A methodological review of population-adjusted indirect comparisons reveals inconsistent reporting and suggests publication bias
Population-adjusted indirect comparisons (PAICs) were developed in the 2010s to allow for comparisons between two treatments evaluated in different trials while accounting for differences in patient characteristics if individual patient data (IPD) are available for only one trial. Such comparisons are increasingly used in market access applications when a pharmaceutical company compares its new treatment (with IPD available) to another treatment developed by a competitor (with only aggregated data available). This study aimed to describe the characteristics of these PAICs, assess their methodology, and describe the reported results. Original articles reporting the use of at least one PAIC were searched on PubMed between January 1, 2010 and April 2, 2022. Two reviewers independently selected articles and extracted data. We included 133 publications reporting the results of 288 PAICs. Half of the articles were published on or after May 7, 2020, and 71 (53%) pertained to onco-hematology.

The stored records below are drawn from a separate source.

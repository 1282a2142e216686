//! Command registry and update dispatch.

use std::collections::HashMap;
use std::future::Future;
use std::pin::Pin;
use std::sync::Arc;

use teloxide::types::{Update, UpdateKind};
use tracing::{debug, info, warn};

use super::handlers;
use super::telegram::Sender;

/// Future returned by a command handler.
pub type HandlerFuture = Pin<Box<dyn Future<Output = Result<(), String>> + Send>>;

/// A command handler: gets the shared sender and the inbound message.
pub type Handler = fn(Arc<dyn Sender>, Inbound) -> HandlerFuture;

/// The parts of an update the handlers care about.
#[derive(Debug, Clone)]
pub struct Inbound {
    pub chat_id: i64,
    pub user_id: i64,
    pub username: String,
    /// Command name, if the text starts with one ("/start" -> "start").
    pub command: Option<String>,
    pub text: String,
}

impl Inbound {
    /// Reduce an update to the fields handlers need. Returns None for
    /// anything that is not a text message.
    pub fn from_update(update: &Update) -> Option<Self> {
        let UpdateKind::Message(msg) = &update.kind else {
            return None;
        };
        let text = msg.text()?.to_string();
        let user = msg.from.as_ref();
        let user_id = user.map(|u| u.id.0 as i64).unwrap_or(0);
        let username = user
            .and_then(|u| u.username.as_deref())
            .unwrap_or_else(|| user.map(|u| u.first_name.as_str()).unwrap_or("unknown"))
            .to_string();

        Some(Self {
            chat_id: msg.chat.id.0,
            user_id,
            username,
            command: parse_command(&text),
            text,
        })
    }
}

/// Extract the command name from a message text: first token, leading '/'
/// stripped, optional '@botname' suffix stripped, lowercased.
pub fn parse_command(text: &str) -> Option<String> {
    let first = text.split_whitespace().next()?;
    let name = first.strip_prefix('/')?;
    let name = name.split('@').next().unwrap_or(name);
    if name.is_empty() {
        return None;
    }
    Some(name.to_lowercase())
}

/// Command name -> handler table, built once at startup and read-only
/// afterwards.
pub struct CommandRegistry {
    handlers: HashMap<String, Handler>,
}

impl CommandRegistry {
    pub fn new() -> Self {
        Self {
            handlers: HashMap::new(),
        }
    }

    /// Register a handler under a command name. Registering the same name
    /// again replaces the previous handler.
    pub fn register(&mut self, name: &str, handler: Handler) {
        info!("Registered command /{name}");
        self.handlers.insert(name.to_lowercase(), handler);
    }

    /// Dispatch an update to the matching handler. Updates that are not
    /// text messages, carry no command, or name an unknown command are
    /// dropped without error.
    ///
    /// Handler failures stay here: log, one best-effort apology to the
    /// same chat, then give up.
    pub async fn dispatch(&self, sender: &Arc<dyn Sender>, update: &Update) {
        let Some(inbound) = Inbound::from_update(update) else {
            return;
        };
        let Some(name) = inbound.command.clone() else {
            debug!("Ignoring non-command message in chat {}", inbound.chat_id);
            return;
        };
        let Some(handler) = self.handlers.get(&name) else {
            debug!("No handler for /{name}, dropping update");
            return;
        };

        let chat_id = inbound.chat_id;
        if let Err(err) = handler(Arc::clone(sender), inbound).await {
            warn!("Command /{name} failed: {err}");
            sender.send_text(chat_id, handlers::APOLOGY_TEXT).await.ok();
        }
    }
}

impl Default for CommandRegistry {
    fn default() -> Self {
        Self::new()
    }
}

/// Registry with the built-in commands.
pub fn default_registry() -> CommandRegistry {
    let mut registry = CommandRegistry::new();
    registry.register("start", |sender, msg| {
        Box::pin(async move { handlers::start(sender.as_ref(), &msg).await })
    });
    registry.register("help", |sender, msg| {
        Box::pin(async move { handlers::help(sender.as_ref(), &msg).await })
    });
    registry.register("about", |sender, msg| {
        Box::pin(async move { handlers::about(sender.as_ref(), &msg).await })
    });
    registry
}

The pharmaceutical industry was involved in 130 (98%) articles. Key methodological aspects were reported inconsistently, with only three articles adequately reporting all aspects. A total of 161 (56%) articles reported a statistically significant benefit for the treatment evaluated on IPD. Conversely, only one PAIC significantly favored the treatment evaluated on aggregated data. Although the number of published PAICs is increasing, the methodology and transparency need to be improved. Moreover, our study strongly suggests a reporting bias. This situation calls for strengthening guidelines to improve trust in PAIC results and thus their reliability in market access applications. [Display omitted] •Population-adjusted indirect comparisons have increased in popularity recently.•Most publications focused on oncologic and hematologic pathologies.•Methodology and reporting standards were insufficient.•Collected results suggest a major reporting and publication bias.•We propose some reporting guidelines to strengthen confidence in these methods.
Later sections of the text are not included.